Current computer: 15-in MacBook Pro for work, central Mac Mini for family stuff

Current mobile devices: iPhone 4 for me, iPhone 4s for work, iPad 2nd gen for lots of other stuff

I work: Pseudo-Randomly

What apps/software/tools can't you live without?

Dropbox. Everything I need is in Dropbox: my family's photo library, all of our documents, my scanned file cabinet, all of my files for work that I need to keep in sync between machines. I have the Pro200 account with their Packrat unlimited file history feature.1 I use LastPass for password management.2

In the non-digital world, I would have a hard time without my Gerber Compact Sport. I've owned the same one since 1998. It lives on my belt.3 I've considered replacing it with an EVO or the Bear Grylls Ultimate Multi-Tool, but I have no good reason to do so.

What's your workspace setup like?

At work, I have a Jerker in a standing desk configuration. I've been standing in the office for about 18 months with no plans to stop any time soon. I have a small conference table with chairs for meetings, and a Pöang chair for when I need to relax/think/nap/etc. (No, I don't really nap in the office.) I have an extra display that swaps between a mac mini and a 4-year-old Dell that I use as a file server / terminal service / VM host. Mostly that screen is off.

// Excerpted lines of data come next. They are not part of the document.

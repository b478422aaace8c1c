use std::{sync::Arc, time::Duration};

use async_trait::async_trait;
use etcd_client::{Client, ConnectOptions, GetOptions};
use serde::{de::DeserializeOwned, Serialize};
use tokio::sync::Mutex;
use uuid::Uuid;

use crate::core::{
    error::ErrorContext,
    model::{Agent, Router},
    ResourceKind, Registry, RouterError, RouterResult,
};

use super::Etcd;

/// Registry persisted in etcd, one JSON document per record.
///
/// Layout under the configured prefix:
///
/// ```text
/// {prefix}/routers/{router_id}        Router
/// {prefix}/agents/{agent_id}          Agent
/// {prefix}/links/agent/{router_id}    agent id
/// {prefix}/links/compute/{router_id}  compute id
/// {prefix}/computes/{agent_id}        compute id (written by provisioning)
/// ```
pub struct EtcdRegistry {
    config: Etcd,
    prefix: String,
    client: Arc<Mutex<Option<Client>>>,
}

impl EtcdRegistry {
    pub fn new(config: Etcd) -> Self {
        let prefix = config.prefix.trim_end_matches('/').to_string();
        Self {
            config,
            prefix,
            client: Arc::new(Mutex::new(None)),
        }
    }

    /// Connect a fresh etcd client from the configured options.
    async fn create_client(&self) -> Result<Client, etcd_client::Error> {
        let mut options = ConnectOptions::default();
        if let Some(timeout) = self.config.timeout {
            options = options.with_timeout(Duration::from_secs(timeout as u64));
        };
        if let Some(connect_timeout) = self.config.connect_timeout {
            options = options.with_connect_timeout(Duration::from_secs(connect_timeout as u64));
        };
        if let (Some(user), Some(password)) = (&self.config.user, &self.config.password) {
            options = options.with_user(user.clone(), password.clone());
        };

        Client::connect(self.config.host.clone(), Some(options)).await
    }

    /// Hand out a connected client, creating one if none is cached.
    async fn client(&self) -> RouterResult<Client> {
        let mut client_guard = self.client.lock().await;

        if client_guard.is_none() {
            log::info!("Creating new etcd client...");
            *client_guard = Some(self.create_client().await.with_context("etcd connect")?);
        }
        client_guard
            .clone()
            .ok_or_else(|| RouterError::Registry("Etcd client is not initialized".to_string()))
    }

    /// Drop the cached client so the next call reconnects.
    async fn reset_client(&self) {
        *self.client.lock().await = None;
    }

    fn router_key(&self, router_id: &str) -> String {
        format!("{}/routers/{}", self.prefix, router_id)
    }

    fn agent_key(&self, agent_id: &str) -> String {
        format!("{}/agents/{}", self.prefix, agent_id)
    }

    fn agent_link_key(&self, router_id: &str) -> String {
        format!("{}/links/agent/{}", self.prefix, router_id)
    }

    fn compute_link_key(&self, router_id: &str) -> String {
        format!("{}/links/compute/{}", self.prefix, router_id)
    }

    fn agent_compute_key(&self, agent_id: &str) -> String {
        format!("{}/computes/{}", self.prefix, agent_id)
    }

    async fn get(&self, key: &str) -> RouterResult<Option<Vec<u8>>> {
        let mut client = self.client().await?;
        match client.get(key, None).await {
            Ok(resp) => Ok(resp.kvs().first().map(|kv| kv.value().to_vec())),
            Err(e) => {
                self.reset_client().await;
                Err(RouterError::Registry(format!("etcd get {key}: {e}")))
            }
        }
    }

    async fn list(&self, prefix: &str) -> RouterResult<Vec<(String, Vec<u8>)>> {
        let mut client = self.client().await?;
        let options = GetOptions::new().with_prefix();
        match client.get(prefix, Some(options)).await {
            Ok(resp) => Ok(resp
                .kvs()
                .iter()
                .map(|kv| {
                    (
                        String::from_utf8_lossy(kv.key()).into_owned(),
                        kv.value().to_vec(),
                    )
                })
                .collect()),
            Err(e) => {
                self.reset_client().await;
                Err(RouterError::Registry(format!("etcd list {prefix}: {e}")))
            }
        }
    }

    async fn put(&self, key: &str, value: Vec<u8>) -> RouterResult<()> {
        let mut client = self.client().await?;
        if let Err(e) = client.put(key, value, None).await {
            self.reset_client().await;
            return Err(RouterError::Registry(format!("etcd put {key}: {e}")));
        }
        Ok(())
    }

    async fn delete(&self, key: &str) -> RouterResult<()> {
        let mut client = self.client().await?;
        if let Err(e) = client.delete(key, None).await {
            self.reset_client().await;
            return Err(RouterError::Registry(format!("etcd delete {key}: {e}")));
        }
        Ok(())
    }

    async fn get_string(&self, key: &str) -> RouterResult<Option<String>> {
        Ok(self
            .get(key)
            .await?
            .map(|value| String::from_utf8_lossy(&value).into_owned()))
    }
}

#[async_trait]
impl Registry for EtcdRegistry {
    async fn find_routers(&self) -> RouterResult<Vec<Router>> {
        self.list(&format!("{}/routers/", self.prefix))
            .await?
            .iter()
            .map(|(_, value)| json_to_resource::<Router>(value))
            .collect()
    }

    async fn create_router(&self, mut router: Router) -> RouterResult<Router> {
        if self.find_router(&router.name).await?.is_some() {
            return Err(RouterError::already_exists(
                ResourceKind::Router,
                router.name,
            ));
        }
        if router.id.is_empty() {
            router.id = Uuid::new_v4().to_string();
        }
        self.put(&self.router_key(&router.id), resource_to_json(&router)?)
            .await?;
        Ok(router)
    }

    async fn update_router(&self, router: &Router) -> RouterResult<Router> {
        let key = self.router_key(&router.id);
        if self.get(&key).await?.is_none() {
            return Err(RouterError::not_found(ResourceKind::Router, &router.name));
        }
        self.put(&key, resource_to_json(router)?).await?;
        Ok(router.clone())
    }

    async fn delete_router(&self, router_id: &str) -> RouterResult<()> {
        self.delete(&self.compute_link_key(router_id)).await?;
        self.delete(&self.agent_link_key(router_id)).await?;
        self.delete(&self.router_key(router_id)).await
    }

    async fn find_agents(&self) -> RouterResult<Vec<Agent>> {
        self.list(&format!("{}/agents/", self.prefix))
            .await?
            .iter()
            .map(|(_, value)| json_to_resource::<Agent>(value))
            .collect()
    }

    async fn find_agent_by_router(&self, router_id: &str) -> RouterResult<Option<Agent>> {
        let Some(agent_id) = self.get_string(&self.agent_link_key(router_id)).await? else {
            return Ok(None);
        };
        match self.get(&self.agent_key(&agent_id)).await? {
            Some(value) => json_to_resource::<Agent>(&value).map(Some),
            None => Ok(None),
        }
    }

    async fn find_router_ids_by_agent(&self, agent_id: &str) -> RouterResult<Vec<String>> {
        let links_prefix = format!("{}/links/agent/", self.prefix);
        Ok(self
            .list(&links_prefix)
            .await?
            .into_iter()
            .filter(|(_, value)| value.as_slice() == agent_id.as_bytes())
            .filter_map(|(key, _)| key.strip_prefix(&links_prefix).map(str::to_string))
            .collect())
    }

    async fn add_router_agent_link(&self, router_id: &str, agent_id: &str) -> RouterResult<()> {
        let key = self.agent_link_key(router_id);
        match self.get_string(&key).await? {
            Some(existing) if existing == agent_id => Ok(()),
            Some(existing) => Err(RouterError::Registry(format!(
                "router {router_id} is already linked to agent {existing}"
            ))),
            None => self.put(&key, agent_id.as_bytes().to_vec()).await,
        }
    }

    async fn remove_router_agent_link(
        &self,
        router_id: &str,
        agent_id: &str,
    ) -> RouterResult<()> {
        let key = self.agent_link_key(router_id);
        match self.get_string(&key).await? {
            Some(existing) if existing == agent_id => self.delete(&key).await,
            _ => Ok(()),
        }
    }

    async fn find_compute_by_agent(&self, agent_id: &str) -> RouterResult<Option<String>> {
        self.get_string(&self.agent_compute_key(agent_id)).await
    }

    async fn find_compute_by_router(&self, router_id: &str) -> RouterResult<Option<String>> {
        self.get_string(&self.compute_link_key(router_id)).await
    }

    async fn add_router_compute_link(
        &self,
        router_id: &str,
        compute_id: &str,
    ) -> RouterResult<()> {
        self.put(
            &self.compute_link_key(router_id),
            compute_id.as_bytes().to_vec(),
        )
        .await
    }

    async fn remove_router_compute_link(
        &self,
        router_id: &str,
        compute_id: &str,
    ) -> RouterResult<()> {
        let key = self.compute_link_key(router_id);
        match self.get_string(&key).await? {
            Some(existing) if existing == compute_id => self.delete(&key).await,
            _ => Ok(()),
        }
    }

    async fn find_router_by_id(&self, router_id: &str) -> RouterResult<Router> {
        match self.get(&self.router_key(router_id)).await? {
            Some(value) => json_to_resource::<Router>(&value),
            None => Err(RouterError::not_found(ResourceKind::Router, router_id)),
        }
    }
}

pub fn json_to_resource<T>(value: &[u8]) -> RouterResult<T>
where
    T: DeserializeOwned,
{
    serde_json::from_slice(value).with_context("Invalid JSON data")
}

pub fn resource_to_json<T>(resource: &T) -> RouterResult<Vec<u8>>
where
    T: Serialize,
{
    serde_json::to_vec(resource).with_context("Unable to encode record")
}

When I work at home, I sit at a very cheap Ikea table. It's not at all ideal, but it works and I've moved my desk around enough times now that trying to come up with anything more permanent wouldn't be a good use of time or money. I had a standing desk in an office for a while, but that's now our guest room and the mobility is more important to me now.

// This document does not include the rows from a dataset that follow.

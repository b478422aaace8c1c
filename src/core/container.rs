//! Dependency injection container
//!
//! Builds the registry, agent client and catalog from configuration and
//! hands them to the orchestrator. No global singletons are involved.

use std::sync::Arc;

use log::info;

use super::{
    error::RouterResult,
    registry::InMemoryRegistry,
    traits::{AgentClient, Catalog, Registry},
};
use crate::{
    agent::HttpAgentClient, catalog::StaticCatalog, config::etcd::EtcdRegistry, config::Config,
    orchestration::RouterOrchestrator,
};

/// Main dependency injection container
pub struct ServiceContainer {
    /// Durable router topology
    registry: Arc<dyn Registry>,

    /// Control-plane agent endpoint
    agent_client: Arc<dyn AgentClient>,

    /// Deployment profiles
    catalog: Arc<dyn Catalog>,
}

impl ServiceContainer {
    /// Wire the production collaborators described by `config`.
    ///
    /// Without an `etcd` section the registry lives in memory.
    pub fn from_config(config: &Config) -> RouterResult<Self> {
        let registry: Arc<dyn Registry> = match &config.etcd {
            Some(etcd) => {
                info!("Using etcd registry at {:?} ({})", etcd.host, etcd.prefix);
                Arc::new(EtcdRegistry::new(etcd.clone()))
            }
            None => {
                info!("No etcd configured, using in-memory registry");
                Arc::new(InMemoryRegistry::new())
            }
        };

        Ok(Self {
            registry,
            agent_client: Arc::new(HttpAgentClient::new(config.agent.clone())?),
            catalog: Arc::new(StaticCatalog::new(config.profiles.iter().cloned())),
        })
    }

    /// Create a container with custom components
    pub fn with_components(
        registry: Arc<dyn Registry>,
        agent_client: Arc<dyn AgentClient>,
        catalog: Arc<dyn Catalog>,
    ) -> Self {
        Self {
            registry,
            agent_client,
            catalog,
        }
    }

    pub fn registry(&self) -> Arc<dyn Registry> {
        self.registry.clone()
    }

    pub fn agent_client(&self) -> Arc<dyn AgentClient> {
        self.agent_client.clone()
    }

    pub fn catalog(&self) -> Arc<dyn Catalog> {
        self.catalog.clone()
    }

    /// Build an orchestrator over the contained collaborators.
    pub fn orchestrator(&self) -> RouterOrchestrator {
        RouterOrchestrator::new(
            self.registry.clone(),
            self.agent_client.clone(),
            self.catalog.clone(),
        )
    }
}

What do you listen to while you work?

It depends on to what I've recently been tipped off. I tend to go from an assortment of CCM tracks to listening to any given album by BT on repeat. In August I listened to Overexposed by Maroon 5 about fifty times. Today I can't stop listening to BT's new track "Must Be The Love", and I'll probably go back to ITSAESAYAI shortly.

What's your best time-saving trick?

Any email that I receive to which I can reply immediately, I do. It keeps the small stuff from getting in the way of the big stuff.

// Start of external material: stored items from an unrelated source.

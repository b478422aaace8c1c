//! Prometheus metrics for lifecycle operations and agent traffic.
//!
//! Metrics register themselves in the default prometheus registry on first
//! use; [`gather`] renders them in the text exposition format.

use std::time::Duration;

use once_cell::sync::Lazy;
use prometheus::{
    register_histogram_vec, register_int_counter_vec, Encoder, HistogramOpts, HistogramVec,
    IntCounterVec, TextEncoder,
};

const DEFAULT_BUCKETS: &[f64] = &[
    1.0, 2.0, 5.0, 10.0, 20.0, 50.0, 100.0, 200.0, 500.0, 1000.0, 2000.0, 5000.0, 10000.0, 30000.0,
];

// Lifecycle operations by outcome
static OPERATIONS: Lazy<IntCounterVec> = Lazy::new(|| {
    register_int_counter_vec!(
        "router_manager_operations_total",
        "Router lifecycle operations handled by the orchestrator",
        &["operation", "outcome"]
    )
    .expect("Failed to register prometheus metric: router_manager_operations_total")
});

// Agent commands by outcome
static AGENT_REQUESTS: Lazy<IntCounterVec> = Lazy::new(|| {
    register_int_counter_vec!(
        "router_manager_agent_requests_total",
        "Control commands sent to router agents",
        &["command", "outcome"]
    )
    .expect("Failed to register prometheus metric: router_manager_agent_requests_total")
});

static AGENT_LATENCY: Lazy<HistogramVec> = Lazy::new(|| {
    let opts = HistogramOpts::new(
        "router_manager_agent_request_duration_ms",
        "Agent command latency in milliseconds",
    )
    .buckets(DEFAULT_BUCKETS.to_vec());
    register_histogram_vec!(opts, &["command"])
        .expect("Failed to register prometheus metric: router_manager_agent_request_duration_ms")
});

fn outcome(ok: bool) -> &'static str {
    if ok {
        "success"
    } else {
        "failure"
    }
}

pub fn observe_operation(operation: &str, ok: bool) {
    OPERATIONS
        .with_label_values(&[operation, outcome(ok)])
        .inc();
}

pub fn observe_agent_request(command: &str, ok: bool, elapsed: Duration) {
    AGENT_REQUESTS
        .with_label_values(&[command, outcome(ok)])
        .inc();
    AGENT_LATENCY
        .with_label_values(&[command])
        .observe(elapsed.as_secs_f64() * 1000.0);
}

/// Render every registered metric in the prometheus text format.
pub fn gather() -> String {
    let encoder = TextEncoder::new();
    let mut buffer = Vec::new();
    if let Err(e) = encoder.encode(&prometheus::gather(), &mut buffer) {
        log::error!("Failed to encode prometheus metrics: {e}");
        return String::new();
    }
    String::from_utf8_lossy(&buffer).into_owned()
}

What's your favorite to-do list manager?

I don't have one. At the moment I'm capturing tasks in Reminders on either one of my phones, and having Outlook nag me. If it's convenient to type them in at a given time, I jot them on paper and transfer later. This is one area that I would love to find some level of improvement in some day... I'm terribly dissatisfied with every single thing I've tried. My work life is in Outlook, but on the Mac, it's a pretty terrible e-mail client. Running it in a VM isn't sustainable performance-wise, and anything I've tried to use for tasks that syncs with Exchange is fairly terrible. I was using Remember the Milk for a long time, but its Outlook sync was really buggy and kept corrupting itself. Maybe having Reminders natively in 10.8 is enough of a reason to upgrade. Maybe?

Besides your phone and computer, what gadget can't you live without?

My Grid-It. It makes my bag so insanely tidy and has every cable/connector/drive that I need in one place. What everyday thing are you better at than everyone else? What's your secret? Cutting through the BS to help someone when they are asking for help but can't/won't say it. My secret is... not really a secret... It's the base of my personality to want to fix everything.

What's the best advice you've ever received?

Be strong and courageous. Do not fear or be in dread of them, for it is the LORD your God who goes with you. He will not leave you or forsake you.

I posted my favorite non-biblical advice here a long time ago:

I don’t care how good you are at programming, finding bugs, whatever. If you’re rude, or if you speak poorly to people who don’t understand your... quirks... you will wind up being shunted to the side. No one wants to work with someone who makes them feel beat down all the time, or someone who they simply can’t understand, or someone whose reaction to every issue is to start wailing about the end of the world.

It reminds me to be kind, even why my default reaction might be to tell someone just how stupid I think they are acting.

Is there anything else you'd like to add that might be interesting to readers/fans?

LOL. Fans?


  1. When Dropbox doubled its existing pro accounts, I was ecstatic. I was using about 97% of my 100Gb then, and now that gives me a few more years before I have to care about the size of my account.

  2. I’ve been toying with switching to 1Password since my LastPass subscription is about to lapse, but I’m not really all that motivated to switch while spending $115 for new software. LastPass works as it should and I’ve been able to increase my password security nearly everywhere as a result.